++++ Dataset entries

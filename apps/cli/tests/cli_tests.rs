//! CLI 端到端测试

use assert_cmd::Command;
use predicates::prelude::*;
use std::io::Write;
use tempfile::NamedTempFile;

fn ur_cli() -> Command {
    Command::cargo_bin("ur-cli").unwrap()
}

fn write_temp(content: &str, suffix: &str) -> NamedTempFile {
    let mut file = tempfile::Builder::new().suffix(suffix).tempfile().unwrap();
    file.write_all(content.as_bytes()).unwrap();
    file
}

const SCENARIO_A: &str = r#"{
  "timestamps": [0.0, 1.0],
  "positions": [[0, 0, 0, 0, 0, 0], [1, 1, 1, 1, 1, 1]],
  "velocities": [[0, 0, 0, 0, 0, 0], [0, 0, 0, 0, 0, 0]]
}"#;

#[test]
fn render_prints_program() {
    let trajectory = write_temp(SCENARIO_A, ".json");

    ur_cli()
        .arg("render")
        .arg(trajectory.path())
        .args(["--max-time-step", "0.5"])
        .assert()
        .success()
        .stdout(predicate::str::starts_with("def traj():\n"))
        .stdout(predicate::str::contains(
            "\tservoj([0.50000, 0.50000, 0.50000, 0.50000, 0.50000, 0.50000], t=0.50000)\n",
        ))
        .stdout(predicate::str::ends_with("end\n"));
}

#[test]
fn render_with_stop_appends_stopj() {
    let trajectory = write_temp(SCENARIO_A, ".json");

    ur_cli()
        .arg("render")
        .arg(trajectory.path())
        .arg("--stop")
        .assert()
        .success()
        .stdout(predicate::str::ends_with("end\nstopj(10)\n"));
}

#[test]
fn render_uses_config_file() {
    let trajectory = write_temp(SCENARIO_A, ".json");
    let config = write_temp("max_time_step = 0.25\ncycle_period = 0.5\n", ".toml");

    let output = ur_cli()
        .arg("render")
        .arg(trajectory.path())
        .arg("--config")
        .arg(config.path())
        .output()
        .unwrap();

    assert!(output.status.success());
    let stdout = String::from_utf8(output.stdout).unwrap();
    assert_eq!(stdout.matches("servoj(").count(), 4);
    assert!(stdout.contains("t=0.25000"));
}

#[test]
fn render_rejects_non_increasing_timestamps() {
    let trajectory = write_temp(
        r#"{
  "timestamps": [0.0, 1.0, 0.5],
  "positions": [[0, 0, 0, 0, 0, 0], [1, 1, 1, 1, 1, 1], [2, 2, 2, 2, 2, 2]],
  "velocities": [[0, 0, 0, 0, 0, 0], [0, 0, 0, 0, 0, 0], [0, 0, 0, 0, 0, 0]]
}"#,
        ".json",
    );

    ur_cli()
        .arg("render")
        .arg(trajectory.path())
        .assert()
        .failure()
        .stdout(predicate::str::is_empty())
        .stderr(predicate::str::contains("not strictly increasing"));
}

#[test]
fn render_rejects_invalid_time_step() {
    let trajectory = write_temp(SCENARIO_A, ".json");

    ur_cli()
        .arg("render")
        .arg(trajectory.path())
        .args(["--max-time-step", "0"])
        .assert()
        .failure()
        .stderr(predicate::str::contains("Invalid max time step"));
}

#[test]
fn render_missing_file_fails() {
    ur_cli()
        .args(["render", "/nonexistent/trajectory.json"])
        .assert()
        .failure();
}

#[test]
fn config_check_prints_effective_config() {
    let config = write_temp("max_time_step = 0.05\nmax_payload = 3.0\n", ".toml");

    ur_cli()
        .args(["config", "check"])
        .arg(config.path())
        .assert()
        .success()
        .stdout(predicate::str::contains("max_time_step = 0.05"))
        .stdout(predicate::str::contains("max_payload = 3.0"))
        .stdout(predicate::str::contains("cycle_period = 0.008"));
}

#[test]
fn config_check_rejects_invalid_bounds() {
    let config = write_temp("min_payload = 2.0\nmax_payload = 1.0\n", ".toml");

    ur_cli()
        .args(["config", "check"])
        .arg(config.path())
        .assert()
        .failure()
        .stderr(predicate::str::contains("min_payload"));
}

#[test]
fn config_default_is_loadable() {
    let output = ur_cli().args(["config", "default"]).output().unwrap();
    assert!(output.status.success());

    let text = String::from_utf8(output.stdout).unwrap();
    let config = write_temp(&text, ".toml");

    ur_cli()
        .args(["config", "check"])
        .arg(config.path())
        .assert()
        .success();
}
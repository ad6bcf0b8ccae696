//! 日志初始化
//!
//! 安装 `tracing-subscriber` 的 fmt 输出，并把 `log` 记录桥接到 `tracing`。
//! 过滤规则取自 `RUST_LOG`，未设置时使用传入的默认指令。

use tracing_subscriber::EnvFilter;

/// 初始化日志（默认级别 `info`）
///
/// 重复调用时静默忽略。
pub fn init_logger() {
    let _ = try_init_logger("info");
}

/// 初始化日志，`default_directive` 在 `RUST_LOG` 未设置时生效
///
/// # 错误
///
/// 全局 subscriber 已被设置时返回错误。
pub fn try_init_logger(
    default_directive: &str,
) -> Result<(), Box<dyn std::error::Error + Send + Sync>> {
    let filter = EnvFilter::try_from_default_env()
        .or_else(|_| EnvFilter::try_new(default_directive))?;

    tracing_log::LogTracer::init_with_filter(log::LevelFilter::Trace)?;

    let subscriber = tracing_subscriber::fmt().with_env_filter(filter).finish();
    tracing::subscriber::set_global_default(subscriber)?;
    Ok(())
}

++++++++

Exercise: Set the entries above down once more, exactly as they stand.

Exercise result:
filename apps/cli/tests/cli_tests.rs
//! CLI 端到端测试

use assert_cmd::Command;
use predicates::prelude::*;
use std::io::Write;
use tempfile::NamedTempFile;

fn ur_cli() -> Command {
    Command::cargo_bin("ur-cli").unwrap()
}

fn write_temp(content: &str, suffix: &str) -> NamedTempFile {
    let mut file = tempfile::Builder::new().suffix(suffix).tempfile().unwrap();
    file.write_all(content.as_bytes()).unwrap();
    file
}

const SCENARIO_A: &str = r#"{
  "timestamps": [0.0, 1.0],
  "positions": [[0, 0, 0, 0, 0, 0], [1, 1, 1, 1, 1, 1]],
  "velocities": [[0, 0, 0, 0, 0, 0], [0, 0, 0, 0, 0, 0]]
}"#;

#[test]
fn render_prints_program() {
    let trajectory = write_temp(SCENARIO_A, ".json");

    ur_cli()
        .arg("render")
        .arg(trajectory.path())
        .args(["--max-time-step", "0.5"])
        .assert()
        .success()
        .stdout(predicate::str::starts_with("def traj():\n"))
        .stdout(predicate::str::contains(
            "\tservoj([0.50000, 0.50000, 0.50000, 0.50000, 0.50000, 0.50000], t=0.50000)\n",
        ))
        .stdout(predicate::str::ends_with("end\n"));
}

#[test]
fn render_with_stop_appends_stopj() {
    let trajectory = write_temp(SCENARIO_A, ".json");

    ur_cli()
        .arg("render")
        .arg(trajectory.path())
        .arg("--stop")
        .assert()
        .success()
        .stdout(predicate::str::ends_with("end\nstopj(10)\n"));
}

#[test]
fn render_uses_config_file() {
    let trajectory = write_temp(SCENARIO_A, ".json");
    let config = write_temp("max_time_step = 0.25\ncycle_period = 0.5\n", ".toml");

    let output = ur_cli()
        .arg("render")
        .arg(trajectory.path())
        .arg("--config")
        .arg(config.path())
        .output()
        .unwrap();

    assert!(output.status.success());
    let stdout = String::from_utf8(output.stdout).unwrap();
    assert_eq!(stdout.matches("servoj(").count(), 4);
    assert!(stdout.contains("t=0.25000"));
}

#[test]
fn render_rejects_non_increasing_timestamps() {
    let trajectory = write_temp(
        r#"{
  "timestamps": [0.0, 1.0, 0.5],
  "positions": [[0, 0, 0, 0, 0, 0], [1, 1, 1, 1, 1, 1], [2, 2, 2, 2, 2, 2]],
  "velocities": [[0, 0, 0, 0, 0, 0], [0, 0, 0, 0, 0, 0], [0, 0, 0, 0, 0, 0]]
}"#,
        ".json",
    );

    ur_cli()
        .arg("render")
        .arg(trajectory.path())
        .assert()
        .failure()
        .stdout(predicate::str::is_empty())
        .stderr(predicate::str::contains("not strictly increasing"));
}

#[test]
fn render_rejects_invalid_time_step() {
    let trajectory = write_temp(SCENARIO_A, ".json");

    ur_cli()
        .arg("render")
        .arg(trajectory.path())
        .args(["--max-time-step", "0"])
        .assert()
        .failure()
        .stderr(predicate::str::contains("Invalid max time step"));
}

#[test]
fn render_missing_file_fails() {
    ur_cli()
        .args(["render", "/nonexistent/trajectory.json"])
        .assert()
        .failure();
}

#[test]
fn config_check_prints_effective_config() {
    let config = write_temp("max_time_step = 0.05\nmax_payload = 3.0\n", ".toml");

    ur_cli()
        .args(["config", "check"])
        .arg(config.path())
        .assert()
        .success()
        .stdout(predicate::str::contains("max_time_step = 0.05"))
        .stdout(predicate::str::contains("max_payload = 3.0"))
        .stdout(predicate::str::contains("cycle_period = 0.008"));
}

#[test]
fn config_check_rejects_invalid_bounds() {
    let config = write_temp("min_payload = 2.0\nmax_payload = 1.0\n", ".toml");

    ur_cli()
        .args(["config", "check"])
        .arg(config.path())
        .assert()
        .failure()
        .stderr(predicate::str::contains("min_payload"));
}

#[test]
fn config_default_is_loadable() {
    let output = ur_cli().args(["config", "default"]).output().unwrap();
    assert!(output.status.success());

    let text = String::from_utf8(output.stdout).unwrap();
    let config = write_temp(&text, ".toml");

    ur_cli()
        .args(["config", "check"])
        .arg(config.path())
        .assert()
        .success();
}
repository ad6bcf0b8ccae696
//! 日志初始化
//!
//! 安装 `tracing-subscriber` 的 fmt 输出，并把 `log` 记录桥接到 `tracing`。
//! 过滤规则取自 `RUST_LOG`，未设置时使用传入的默认指令。

use tracing_subscriber::EnvFilter;

/// 初始化日志（默认级别 `info`）
///
/// 重复调用时静默忽略。
pub fn init_logger() {
    let _ = try_init_logger("info");
}

/// 初始化日志，`default_directive` 在 `RUST_LOG` 未设置时生效
///
/// # 错误
///
/// 全局 subscriber 已被设置时返回错误。
pub fn try_init_logger(
    default_directive: &str,
) -> Result<(), Box<dyn std::error::Error + Send + Sync>> {
    let filter = EnvFilter::try_from_default_env()
        .or_else(|_| EnvFilter::try_new(default_directive))?;

    tracing_log::LogTracer::init_with_filter(log::LevelFilter::Trace)?;

    let subscriber = tracing_subscriber::fmt().with_env_filter(filter).finish();
    tracing::subscriber::set_global_default(subscriber)?;
    Ok(())
}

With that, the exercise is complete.